Ich habe das Breifrei-Kochbuch von Loretta Stern. Sobald die verspeisten Mengen mehr werden, werde ich davon mal Rezepte ausprobieren (die auf jeden Fall schonmal gut klingen, ob sie auch schmecken, kann ich leider noch nicht sagen 😉
Danke für deine Antwort. Dann sind die Rezepte wohl eher was für ältere Kinder? Aber mit dem Tipp von Bettina komme ich sicher auch erstmal eine Weile aus 😉
Ich kann dir die Internetseite breifrei-rezept.de und babyspeck.at empfehlen, da findet man eigentlich immer etwas.
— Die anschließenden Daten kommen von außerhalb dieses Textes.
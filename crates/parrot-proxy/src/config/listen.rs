//! Listen and metrics configuration.

use serde::{Deserialize, Serialize};
use std::net::{IpAddr, Ipv4Addr, SocketAddr};

#[derive(Debug, Clone, Deserialize, Serialize)]
pub struct ListenConfig {
    #[serde(default = "default_listen_address")]
    pub address: IpAddr,
    #[serde(default = "default_listen_port")]
    pub port: u16,
}

impl ListenConfig {
    pub fn socket_addr(&self) -> SocketAddr {
        SocketAddr::new(self.address, self.port)
    }
}

impl Default for ListenConfig {
    fn default() -> Self {
        Self {
            address: default_listen_address(),
            port: default_listen_port(),
        }
    }
}

fn default_listen_address() -> IpAddr {
    IpAddr::V4(Ipv4Addr::UNSPECIFIED)
}

pub fn default_listen_port() -> u16 {
    1090
}

/// Separate listener serving `GET /metrics`.
#[derive(Debug, Clone, Deserialize, Serialize)]
pub struct MetricsConfig {
    #[serde(default = "default_metrics_port")]
    pub port: u16,
}

fn default_metrics_port() -> u16 {
    9090
}

impl Default for MetricsConfig {
    fn default() -> Self {
        Self {
            port: default_metrics_port(),
        }
    }
}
Danke, die Seiten werde ich mir ansehen. 🙂
Danke für diesen Artikel, liebe Susanne!
Es ist total beruhigend, das Muttermilch auch vom Brennwert so viel wertvoller ist als jedes andere Lebensmittel. Das hatte ich zuvor noch nie gehört! Ich weiß noch wie mich die Herstellerangaben und Meinungen meiner Umgebung verunsichert haben, als mein Sohn ins Beikostalter kam. Es hat mich richtig unter Druck gesetzt. Aber damals bin ich dann zum Glück auf deinen Blog gestoßen (September 2015) und wenn dann in den nächsten Wochen mein 2. Kind da ist, kann ich auch an diese Sache viel lockerer gehen. Ich freue mich schon richtig darauf! Mein Sohn ist letztendlich auch ohne die genauen Vorgaben und den Druck zu einem richtig gutem Esser geworden und ich weiß, dass ich meinem Kind sein eigenes Körpergefühl anvertrauen kann und mich beim Essen entspannt zurücklehnen kann. Das habe ich zu einem grpßen Teil deinem Blog zu verdanken!
Liebe Grüße
Anna
Hallo!
Unsere Tochter ist 18 Monate alt und ihr Essverhalten von Anfang an schwierig. Mit 5 Monaten wurde ihr ein Hypertonus diagnostiziert und behandelt. Das Essen ist nicht mehr so schlimm wie anfangs aber sie isst immernoch geringe Mengen. Sie ist auch untergewichtig aber ganzheitlich fit. Seit einigen Wochen weigert sie sich nun bis auf ca. 60 ml /Tag ,zu trinken ( wir geben eigentlich immer Wasser aber aus Verzweiflung haben wir es zwischendurch mit Saft und Milch usw probiert ) . Letzte Woche musste sie daher während eines fiebrigen Infektes ins Krankenhaus zum Rehydrieren. Die Physiotherapeutin sagt , der Hypertonus ist zwar schon da, aber er dürfte ihr das Trinken nicht so schwer machen, dass sie es so verweigert. Macht es deiner Meinung nach in diesem Alter ggf. auch schon Sinn einfach Mal konsequent zu sein und ganz altmodisch zu sagen“ jetzt wird einfach Mal ein Becher leer getrunken“ um ihr das einfach anzugewöhnen ?!Die Alternative wäre nochmal Diagnostik , also Schluckdiagnose und Magenspiegelung und das ist ja schon invasiv. Ich will ihr das lieber ersparen wenn es auch erzieherisch vllt lösbar wäre. Ganz ohne Druck geht es auch scheinbar nicht, das endete im Krankenhaus.